# [What is expected]
Below is a set of entries. Reproduce exactly the lines from the one containing "let mut buffer = Vec::new();" through the end, both included.

[Collected data entries]
▶
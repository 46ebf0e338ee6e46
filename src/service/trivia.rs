//! Endpoint logic: pick the filter, read the store, shape the envelope.

use crate::error::AppError;
use crate::model::{category_map, QuizRequest};
use crate::pagination::paginate;
use crate::response::{
    category_list, created, deleted, quiz_question, CategoryList, Created, Deleted, QuestionPage,
    QuizQuestion, ALL_CATEGORIES,
};
use crate::selector::{pick_random, QuestionFilter};
use crate::service::RequestValidator;
use crate::store::TriviaStore;
use serde_json::Value;

pub struct TriviaService;

impl TriviaService {
    /// All categories; an empty table is a 404.
    pub async fn categories(store: &dyn TriviaStore) -> Result<CategoryList, AppError> {
        let categories = store.categories().await?;
        if categories.is_empty() {
            return Err(AppError::NotFound("no categories".into()));
        }
        Ok(category_list(category_map(categories)))
    }

    /// One page of every question. A page with nothing on it is a 404.
    pub async fn questions(store: &dyn TriviaStore, page: i64) -> Result<QuestionPage, AppError> {
        let selection = store.questions(&QuestionFilter::All).await?;
        let current = paginate(&selection, page);
        if current.is_empty() {
            return Err(AppError::NotFound(format!("page {}", page)));
        }
        let categories = category_map(store.categories().await?);
        Ok(QuestionPage::new(current, selection.len(), ALL_CATEGORIES).with_categories(categories))
    }

    pub async fn delete_question(store: &dyn TriviaStore, id: i64) -> Result<Deleted, AppError> {
        if !store.delete_question(id).await? {
            return Err(AppError::UnknownQuestion(id));
        }
        tracing::info!(id, "question deleted");
        Ok(deleted(id))
    }

    /// Validate and insert. The referenced category has to exist.
    pub async fn create_question(store: &dyn TriviaStore, body: &Value) -> Result<Created, AppError> {
        let new = RequestValidator::new_question(body)?;
        if store.category(new.category).await?.is_none() {
            return Err(AppError::Validation(format!("category {} does not exist", new.category)));
        }
        let question = store.insert_question(&new).await?;
        tracing::info!(id = question.id, category = question.category, "question created");
        Ok(created(question.id))
    }

    /// Substring search. Never a 404: no match is an empty page.
    pub async fn search(
        store: &dyn TriviaStore,
        search_term: Option<&str>,
        page: i64,
    ) -> Result<QuestionPage, AppError> {
        let term = RequestValidator::search_term(search_term)?;
        let selection = store.questions(&QuestionFilter::Search(term)).await?;
        Ok(QuestionPage::new(paginate(&selection, page), selection.len(), ALL_CATEGORIES))
    }

    pub async fn questions_in_category(
        store: &dyn TriviaStore,
        category_id: i64,
        page: i64,
    ) -> Result<QuestionPage, AppError> {
        let category = store
            .category(category_id)
            .await?
            .ok_or_else(|| AppError::NotFound(format!("category {}", category_id)))?;
        let selection = store.questions(&QuestionFilter::Category(category.id)).await?;
        Ok(QuestionPage::new(paginate(&selection, page), selection.len(), category.kind))
    }

    /// Random unused question from the chosen category (0 = any). No candidates left is a 422.
    pub async fn next_quiz_question(
        store: &dyn TriviaStore,
        request: QuizRequest,
    ) -> Result<QuizQuestion, AppError> {
        let category = request
            .quiz_category
            .ok_or_else(|| AppError::Validation("quiz_category is required".into()))?;
        let filter = QuestionFilter::quiz(category.id, request.previous_questions);
        let candidates = store.questions(&filter).await?;
        let next = pick_random(&candidates, &mut rand::thread_rng())
            .cloned()
            .ok_or(AppError::QuizExhausted(category.id))?;
        Ok(quiz_question(next))
    }
}
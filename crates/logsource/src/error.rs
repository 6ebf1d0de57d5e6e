//! 로그소스 매핑 에러 타입
//!
//! [`LogsourceError`]는 매핑 테이블 구성, 규칙 logsource 해석, 출력 경로 계산에서
//! 발생하는 모든 에러를 표현합니다.
//! `From<LogsourceError> for LogmapError` 변환이 구현되어 있어
//! 상위 레이어에서 `?` 연산자로 자연스럽게 전파할 수 있습니다.
//!
//! 규칙 단위로 건너뛸 수 있는 에러와 전체 실행을 중단해야 하는 에러는
//! [`LogsourceError::is_rule_level`]로 구분합니다.

use logmap_core::error::LogmapError;

/// 로그소스 매핑 도메인 에러
#[derive(Debug, thiserror::Error)]
pub enum LogsourceError {
    /// 설정 문서 항목에 필수 필드가 없음
    #[error("config format error: {document}: entry '{entry}': {reason}")]
    ConfigFormat {
        /// 설정 문서 이름 (파일 경로 등)
        document: String,
        /// 문제가 된 항목 이름
        entry: String,
        /// 실패 사유
        reason: String,
    },

    /// 카테고리 항목이 서비스 맵에 없는 서비스를 참조함
    #[error("unresolved service: category '{category}' references unknown service '{service}'")]
    UnresolvedService {
        /// 카테고리 이름
        category: String,
        /// 찾지 못한 서비스 이름
        service: String,
    },

    /// 병합된 카테고리 맵에 없는 카테고리
    #[error("unsupported category: [{0}]")]
    UnsupportedCategory(String),

    /// 병합된 카테고리 맵에 없는 서비스
    #[error("unsupported service: [{0}]")]
    UnsupportedService(String),

    /// 제외 목록에 명시된 카테고리/서비스
    #[error("excluded category: [{0}]")]
    ExcludedCategory(String),

    /// Sigma 규칙 경로가 기준 디렉토리 아래에 있지 않음
    #[error("path resolution error: '{path}' is not under '{base}'")]
    PathResolution {
        /// Sigma 규칙 경로
        path: String,
        /// 기준 디렉토리
        base: String,
    },

    /// 설정 문서 YAML 파싱 실패
    #[error("document parse error: {source_name}: {reason}")]
    DocumentParse {
        /// 문서 출처
        source_name: String,
        /// 실패 사유
        reason: String,
    },

    /// 설정 문서 파일 로딩 실패
    #[error("config load error: {path}: {reason}")]
    ConfigLoad {
        /// 설정 문서 경로
        path: String,
        /// 로딩 실패 사유
        reason: String,
    },

    /// 규칙 파일 로딩 실패
    #[error("rule load error: {path}: {reason}")]
    RuleLoad {
        /// 규칙 파일 경로
        path: String,
        /// 로딩 실패 사유
        reason: String,
    },

    /// 변환할 수 없는 규칙 구조 (detection/condition 누락 등)
    #[error("invalid rule: {0}")]
    InvalidRule(String),

    /// I/O 에러
    #[error("io error: {0}")]
    Io(#[from] std::io::Error),
}

impl LogsourceError {
    /// 규칙 하나만 건너뛰면 되는 에러인지 여부
    ///
    /// 매핑 설정 불량이나 호출자 오용은 `false`이며 전체 변환을 중단해야 합니다.
    pub fn is_rule_level(&self) -> bool {
        matches!(
            self,
            Self::UnsupportedCategory(_)
                | Self::UnsupportedService(_)
                | Self::ExcludedCategory(_)
                | Self::InvalidRule(_)
                | Self::RuleLoad { .. }
        )
    }
}

impl From<LogsourceError> for LogmapError {
    fn from(err: LogsourceError) -> Self {
        match err {
            LogsourceError::Io(e) => LogmapError::Io(e),
            other => LogmapError::Mapping(other.to_string()),
        }
    }
}
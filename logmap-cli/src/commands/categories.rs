//! `logmap categories` command handler

use std::collections::BTreeMap;
use std::io::Write;

use serde::Serialize;

use logmap_core::config::LogmapConfig;
use logmap_logsource::{ChannelEvent, MappingLoader, Mappings};

use crate::cli::CategoriesArgs;
use crate::error::CliError;
use crate::output::{OutputWriter, Render};

/// Execute the `categories` command.
pub async fn execute(
    args: CategoriesArgs,
    config: &LogmapConfig,
    writer: &OutputWriter,
) -> Result<(), CliError> {
    let mappings = MappingLoader::load(&config.mapping).await?;
    let report = build_report(&mappings, &config.mapping.excluded_categories, args.name.as_deref())?;
    writer.render(&report)?;
    Ok(())
}

/// Build the report for every merged key, or for `name` only.
pub fn build_report(
    mappings: &Mappings,
    excluded: &[String],
    name: Option<&str>,
) -> Result<CategoryReport, CliError> {
    let entry = |name: &str, pairs: &std::collections::BTreeSet<ChannelEvent>| CategoryEntry {
        name: name.to_owned(),
        excluded: excluded.iter().any(|e| e == name),
        sources: pairs.iter().cloned().collect(),
        renames: mappings.fields.get(name).cloned(),
    };

    let categories = match name {
        Some(name) => {
            let pairs = mappings.categories.get(name).ok_or_else(|| {
                CliError::Command(format!("unknown category or service: {name}"))
            })?;
            vec![entry(name, pairs)]
        }
        None => mappings
            .categories
            .iter()
            .map(|(name, pairs)| entry(name, pairs))
            .collect(),
    };

    Ok(CategoryReport {
        total: categories.len(),
        categories,
    })
}

#[derive(Debug, Serialize)]
pub struct CategoryReport {
    pub total: usize,
    pub categories: Vec<CategoryEntry>,
}

#[derive(Debug, Serialize)]
pub struct CategoryEntry {
    pub name: String,
    pub excluded: bool,
    pub sources: Vec<ChannelEvent>,
    #[serde(skip_serializing_if = "Option::is_none")]
    pub renames: Option<BTreeMap<String, String>>,
}

impl Render for CategoryReport {
    fn render_text(&self, w: &mut dyn Write) -> std::io::Result<()> {
        use colored::Colorize;

        writeln!(w, "Categories ({} total)", self.total.to_string().bold())?;

        for c in &self.categories {
            writeln!(w)?;
            if c.excluded {
                writeln!(w, "{} {}", c.name.bold(), "(excluded)".yellow())?;
            } else {
                writeln!(w, "{}", c.name.bold())?;
            }
            for source in &c.sources {
                writeln!(w, "  {source}")?;
            }
            if let Some(renames) = &c.renames {
                for (from, to) in renames {
                    writeln!(w, "  {} {from} -> {to}", "field".cyan())?;
                }
            }
        }

        Ok(())
    }
}

#[cfg(test)]
mod tests {
    use super::*;
    use logmap_logsource::{CategoryMap, ConfigDocument, FieldMap};

    fn mappings() -> Mappings {
        let mut categories = CategoryMap::default();
        categories.insert("process_creation", ChannelEvent::new("Security", Some(4688)));
        categories.insert(
            "process_creation",
            ChannelEvent::new("Microsoft-Windows-Sysmon/Operational", Some(1)),
        );
        categories.insert("ps_module", ChannelEvent::new("Windows PowerShell", None));

        let doc = ConfigDocument::from_yaml(
            "process_creation:\n  service: security\n  fields:\n    Image: NewProcessName\n",
            "audit.yaml",
        )
        .expect("valid document");

        Mappings {
            categories,
            fields: FieldMap::build(&doc),
            ..Mappings::default()
        }
    }

    #[test]
    fn test_report_all_categories() {
        let report = build_report(&mappings(), &["ps_module".to_owned()], None).expect("report");
        assert_eq!(report.total, 2);
        let ps = report
            .categories
            .iter()
            .find(|c| c.name == "ps_module")
            .expect("ps_module entry");
        assert!(ps.excluded);
    }

    #[test]
    fn test_report_single_category_with_renames() {
        let report = build_report(&mappings(), &[], Some("process_creation")).expect("report");
        assert_eq!(report.total, 1);
        assert_eq!(report.categories[0].sources.len(), 2);
        assert!(report.categories[0].renames.is_some());
    }

    #[test]
    fn test_report_unknown_name_fails() {
        let err = build_report(&mappings(), &[], Some("file_rename")).unwrap_err();
        assert_eq!(err.exit_code(), 1);
    }

    #[test]
    fn test_render_text() {
        colored::control::set_override(false);
        let report = build_report(&mappings(), &[], Some("process_creation")).expect("report");
        let mut buffer = Vec::new();
        report.render_text(&mut buffer).expect("render");
        let output = String::from_utf8(buffer).expect("utf-8");

        assert!(output.contains("Security (EventID 4688)"));
        assert!(output.contains("Image -> NewProcessName"));
    }
}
◀
# [Response box]
        let mut buffer = Vec::new();
        report.render_text(&mut buffer).expect("render");
        let output = String::from_utf8(buffer).expect("utf-8");

        assert!(output.contains("Security (EventID 4688)"));
        assert!(output.contains("Image -> NewProcessName"));
    }
}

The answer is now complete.